[Circuit x Python] How to expand and calculate transfer functions using Lcapy
Introduction
I wrote an article about how to symbolically analyze the transfer function of a circuit using Lcapy, a linear circuit analysis package in Python.
[Circuit x Python] How to find the transfer function of a circuit using Lcapy
After finding the transfer function, we want to expand it and perform numerical analysis. These methods are explained in this article.
environment
Python: 3.7.4、SymPy: 1.6.2、Lcapy: 0.67.0
Circuit to analyze
Consider an inverting amplifier that feeds back an operational amplifier with resistors RG and RF.
The characteristics of the operational amplifier shall be expressed by the following equation.
This circuit also appeared in Previous article, and is drawn as follows on LTSPICE.
The code to find the transfer function and the execution result are as follows.
python
from lcapy import *
cct = Circuit("""
E1 0 OUT N002 0 1
C1 N002 0 {1/p}
R1 N002 0 1
R2 OUT INN RF
R3 INN N001 RG
V1 N001 0 s 1
G1 0 N002 0 INN AOL
""")
H = cct["OUT"].V(s).simplify()
H
Execution result:
1. 1. Expand the transfer function
Instructions on how to expand the transfer function can be found in the official documentation Expressions => Methods (http://lcapy.elec.canterbury.ac.nz/expressions.html).
The example used in the above circuit is shown below.
In this way, you can easily expand and transform expressions with very little code.
2. Numerical calculation
After symbolically analyzing the circuit to find the transfer function, let's assign a value to the transfer function and perform numerical analysis.
First, find the transfer function. (The code has been partially modified from the one listed above. See below for the reason)
from lcapy import *
cct = Circuit("""
E1 0 OUT N002 0 1
C1 N002 0 {1/p}
R1 N002 0 1
R2 OUT INN RF
R3 INN N001 RG
V1 N001 0 step
G1 0 N002 0 INN AOL
""")
H = (cct["OUT"].V(s) / cct.V1.V(s)).simplify()
H
Execution result:
The following code assigns a value to the obtained transfer function. Input values: AOL = 1000, p = 2π x 10kHz, RG = 1kΩ, RF = 2kΩ
H = H.subs("AOL", 1000).subs("p", 2*pi*1e4).subs("RG", 1000).subs("RF", 2000)
H
Execution result:
The characteristics of the transfer function (intensity, unit dB here) can be calculated and graphed with the following code.
import numpy as np
import matplotlib.pyplot as plt
freq = np.logspace(start=5, stop=9, num=(9-5)*21)
sm1 = H(f).dB.evaluate(freq)
fig, ax = plt.subplots()
ax.plot(freq,sm1)
ax.set_xscale("log")
ax.set_xlabel("Frequency (Hz)")
ax.set_ylabel("Signal Magnitude (dB)")
plt.show()
Execution result:
The following code is numerically calculated to generate an array sm1 = H(f).dB.evaluate(freq)
The following processing is performed here. Substitute 2πjf for s → Calculate the decibel of this → Numerical calculation with evaluate (freq)
bug? (2020/10/31)
An error will occur if you perform a numerical calculation from the code described in "Circuit to analyze".
python
from lcapy import *
cct = Circuit("""
E1 0 OUT N002 0 1
C1 N002 0 {1/p}
R1 N002 0 1
R2 OUT INN RF
R3 INN N001 RG
V1 N001 0 s 1
G1 0 N002 0 INN AOL
""")
H = cct["OUT"].V(s).simplify()
H = H.subs("AOL", 1000).subs("p", 2*pi*1e4).subs("RG", 1000).subs("RF", 2000)
import numpy as np
import matplotlib.pyplot as plt
freq = np.logspace(start=5, stop=9, num=(9-5)*21)
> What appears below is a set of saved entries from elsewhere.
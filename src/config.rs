use crate::data_dir::DataDir;
use crate::extract::{self, ExtractError, MetricKind, MetricSpec};
use serde::Deserialize;
use std::collections::{HashMap, HashSet};
use std::path::{Path, PathBuf};

/// Top-level configuration loaded from dbbench.toml.
#[derive(Debug, Deserialize)]
#[serde(default, deny_unknown_fields)]
pub struct BenchConfig {
    pub output_dir: PathBuf,
    pub tools: ToolsConfig,
    pub storage: StorageConfig,
    pub instances: Vec<InstanceConfig>,
    pub benchmarks: Vec<BenchmarkConfig>,
    /// Extra metrics pulled from pgbench output.
    pub extract: Vec<ExtractRule>,
}

#[derive(Debug, Deserialize)]
#[serde(default, deny_unknown_fields)]
pub struct ToolsConfig {
    pub pgbench: String,
    pub psql: String,
}

#[derive(Debug, Deserialize)]
#[serde(default, deny_unknown_fields)]
pub struct StorageConfig {
    /// Also record every row in `<output_dir>/results.db`.
    pub sqlite: bool,
}

#[derive(Debug, Clone, Deserialize)]
#[serde(deny_unknown_fields)]
pub struct InstanceConfig {
    pub name: String,
    pub conn_str: String,
}

#[derive(Debug, Clone, Deserialize)]
#[serde(deny_unknown_fields)]
pub struct BenchmarkConfig {
    pub name: String,
    pub scale_factor: u32,
    pub clients: u32,
    #[serde(default = "default_threads")]
    pub threads: u32,
    /// Seconds per repetition.
    pub duration: u64,
    #[serde(default = "default_repetitions")]
    pub repetitions: u32,
    /// Run the built-in select-only script (`-S`).
    #[serde(default)]
    pub select_only: bool,
    /// Custom pgbench script (`-f`).
    pub script: Option<PathBuf>,
    /// Directory of `*.sql` templates; switches the scenario to query mode.
    pub query_dir: Option<PathBuf>,
    /// Parameter table; defaults to `<query_dir>/params.json`.
    pub params_file: Option<PathBuf>,
}

#[derive(Debug, Clone, Deserialize)]
#[serde(deny_unknown_fields)]
pub struct ExtractRule {
    pub name: String,
    pub pattern: String,
    #[serde(default = "default_rule_kind")]
    pub kind: MetricKind,
}

/// What a benchmark scenario runs.
#[derive(Debug, Clone, PartialEq, Eq)]
pub enum ScenarioMode<'a> {
    Pgbench,
    Queries { dir: &'a Path },
}

impl BenchmarkConfig {
    pub fn mode(&self) -> ScenarioMode<'_> {
        match &self.query_dir {
            Some(dir) => ScenarioMode::Queries { dir },
            None => ScenarioMode::Pgbench,
        }
    }

    /// Where the parameter table for query mode lives.
    pub fn params_path(&self) -> Option<PathBuf> {
        self.params_file
            .clone()
            .or_else(|| self.query_dir.as_ref().map(|d| d.join("params.json")))
    }

    /// Report this scenario writes for `instance`.
    pub fn report_path(&self, layout: &DataDir, instance: &str) -> PathBuf {
        match self.mode() {
            ScenarioMode::Pgbench => layout.report(instance, &self.name),
            ScenarioMode::Queries { .. } => layout.query_report(instance, &self.name),
        }
    }
}

impl ExtractRule {
    pub fn compile(&self) -> Result<MetricSpec, ExtractError> {
        MetricSpec::new(&self.name, &self.pattern, self.kind, None)
    }
}

// --- Default implementations ---

fn default_threads() -> u32 {
    1
}

fn default_repetitions() -> u32 {
    1
}

fn default_rule_kind() -> MetricKind {
    MetricKind::Float
}

impl Default for BenchConfig {
    fn default() -> Self {
        Self {
            output_dir: PathBuf::from("results"),
            tools: ToolsConfig::default(),
            storage: StorageConfig::default(),
            instances: Vec::new(),
            benchmarks: Vec::new(),
            extract: Vec::new(),
        }
    }
}

impl Default for ToolsConfig {
    fn default() -> Self {
        Self {
            pgbench: "pgbench".to_string(),
            psql: "psql".to_string(),
        }
    }
}

impl Default for StorageConfig {
    fn default() -> Self {
        Self { sqlite: true }
    }
}

/// Errors raised while loading the configuration.
#[derive(Debug)]
pub enum ConfigError {
    Read {
        path: PathBuf,
        source: std::io::Error,
    },
    Parse {
        path: PathBuf,
        source: toml::de::Error,
    },
    /// Validation found one or more problems.
    Invalid(Vec<String>),
}

impl std::fmt::Display for ConfigError {
    fn fmt(&self, f: &mut std::fmt::Formatter<'_>) -> std::fmt::Result {
        match self {
            ConfigError::Read { path, source } => {
                write!(f, "failed to read config {}: {}", path.display(), source)
            }
            ConfigError::Parse { path, source } => {
                write!(f, "failed to parse config {}: {}", path.display(), source)
            }
            ConfigError::Invalid(problems) => {
                write!(f, "invalid config: {}", problems.join("; "))
            }
        }
    }
}

impl std::error::Error for ConfigError {
    fn source(&self) -> Option<&(dyn std::error::Error + 'static)> {
        match self {
            ConfigError::Read { source, .. } => Some(source),
            ConfigError::Parse { source, .. } => Some(source),
            ConfigError::Invalid(_) => None,
        }
    }
}

impl BenchConfig {
    /// Read and parse a TOML config file. Does not validate.
    pub fn load(path: &Path) -> Result<Self, ConfigError> {
        let contents = std::fs::read_to_string(path).map_err(|e| ConfigError::Read {
            path: path.to_path_buf(),
            source: e,
        })?;
        toml::from_str(&contents).map_err(|e| ConfigError::Parse {
            path: path.to_path_buf(),
            source: e,
        })
    }

    /// Check the whole config and report every problem at once.
    pub fn validate(&self) -> Result<(), ConfigError> {
        let mut problems = Vec::new();

        if self.instances.is_empty() {
            problems.push("no [[instances]] defined".to_string());
        }
        if self.benchmarks.is_empty() {
            problems.push("no [[benchmarks]] defined".to_string());
        }

        let mut seen = HashSet::new();
        for instance in &self.instances {
            if instance.name.trim().is_empty() {
                problems.push("instance with empty name".to_string());
            }
            if !seen.insert(instance.name.as_str()) {
                problems.push(format!("instance '{}' defined twice", instance.name));
            }
            if instance.conn_str.trim().is_empty() {
                problems.push(format!("instances.{}.conn_str is empty", instance.name));
            }
        }

        let mut seen = HashSet::new();
        for bench in &self.benchmarks {
            let name = &bench.name;
            if name.trim().is_empty() {
                problems.push("benchmark with empty name".to_string());
            }
            if !seen.insert(name.as_str()) {
                problems.push(format!("benchmark '{name}' defined twice"));
            }
            if bench.scale_factor == 0 {
                problems.push(format!("benchmarks.{name}.scale_factor must be at least 1"));
            }
            if bench.repetitions == 0 {
                problems.push(format!("benchmarks.{name}.repetitions must be at least 1"));
            }
            if bench.query_dir.is_none() {
                if bench.clients == 0 {
                    problems.push(format!("benchmarks.{name}.clients must be at least 1"));
                }
                if bench.threads == 0 {
                    problems.push(format!("benchmarks.{name}.threads must be at least 1"));
                }
                if bench.threads > bench.clients {
                    problems.push(format!(
                        "benchmarks.{name}.threads ({}) cannot exceed clients ({})",
                        bench.threads, bench.clients
                    ));
                }
                if bench.duration == 0 {
                    problems.push(format!("benchmarks.{name}.duration must be at least 1"));
                }
            }
            if bench.select_only && bench.script.is_some() {
                problems.push(format!(
                    "benchmarks.{name} sets both select_only and script"
                ));
            }
            if let Some(dir) = &bench.query_dir {
                if !dir.is_dir() {
                    problems.push(format!(
                        "benchmarks.{name}.query_dir {} is not a directory",
                        dir.display()
                    ));
                }
            }
        }

        // Sanitized file names can collide even when the raw names differ
        let layout = DataDir::new(&self.output_dir);
        let mut reports: HashMap<PathBuf, String> = HashMap::new();
        for instance in &self.instances {
            for bench in &self.benchmarks {
                let path = bench.report_path(&layout, &instance.name);
                let pair = format!("{}/{}", instance.name, bench.name);
                if let Some(other) = reports.insert(path.clone(), pair.clone()) {
                    problems.push(format!(
                        "{other} and {pair} would both write {}",
                        path.display()
                    ));
                }
            }
        }

        let builtin: Vec<&str> = extract::pgbench_metrics()
            .iter()
            .map(MetricSpec::name)
            .collect();
        let mut seen = HashSet::new();
        for rule in &self.extract {
            if builtin.contains(&rule.name.as_str()) {
                problems.push(format!(
                    "extract rule '{}' shadows a built-in metric",
                    rule.name
                ));
            }
            if !seen.insert(rule.name.as_str()) {
                problems.push(format!("extract rule '{}' defined twice", rule.name));
            }
            if let Err(e) = rule.compile() {
                problems.push(e.to_string());
            }
        }

        if problems.is_empty() {
            Ok(())
        } else {
            Err(ConfigError::Invalid(problems))
        }
    }

    /// Built-in pgbench metrics followed by the configured extra rules.
    pub fn pgbench_specs(&self) -> Result<Vec<MetricSpec>, ExtractError> {
        let mut specs = extract::pgbench_metrics().to_vec();
        for rule in &self.extract {
            specs.push(rule.compile()?);
        }
        Ok(specs)
    }

    /// Names of the configured extra rules.
    pub fn extra_metric_names(&self) -> Vec<&str> {
        self.extract.iter().map(|r| r.name.as_str()).collect()
    }

    /// Keep only the named instances/benchmarks; empty filters keep everything.
    pub fn retain(&mut self, instances: &[String], benchmarks: &[String]) {
        if !instances.is_empty() {
            self.instances.retain(|i| instances.contains(&i.name));
        }
        if !benchmarks.is_empty() {
            self.benchmarks.retain(|b| benchmarks.contains(&b.name));
        }
    }
}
sm1 = H(f).dB.evaluate(freq)
fig, ax = plt.subplots()
ax.plot(freq,sm1)
ax.set_xscale("log")
ax.set_xlabel("Frequency (Hz)")
ax.set_ylabel("Signal Magnitude (dB)")
plt.show()
""")
Execution result: ValueError: Cannot convert non-causal s-expression to f domain
I don't think it's strange in code, but I get an error. The same transfer function can be obtained with the code of "2. Numerical calculation", but it can be calculated for some reason. In my environment, the code described in the official document also causes an error, so I think it is a bug. If the situation changes, I will correct this part.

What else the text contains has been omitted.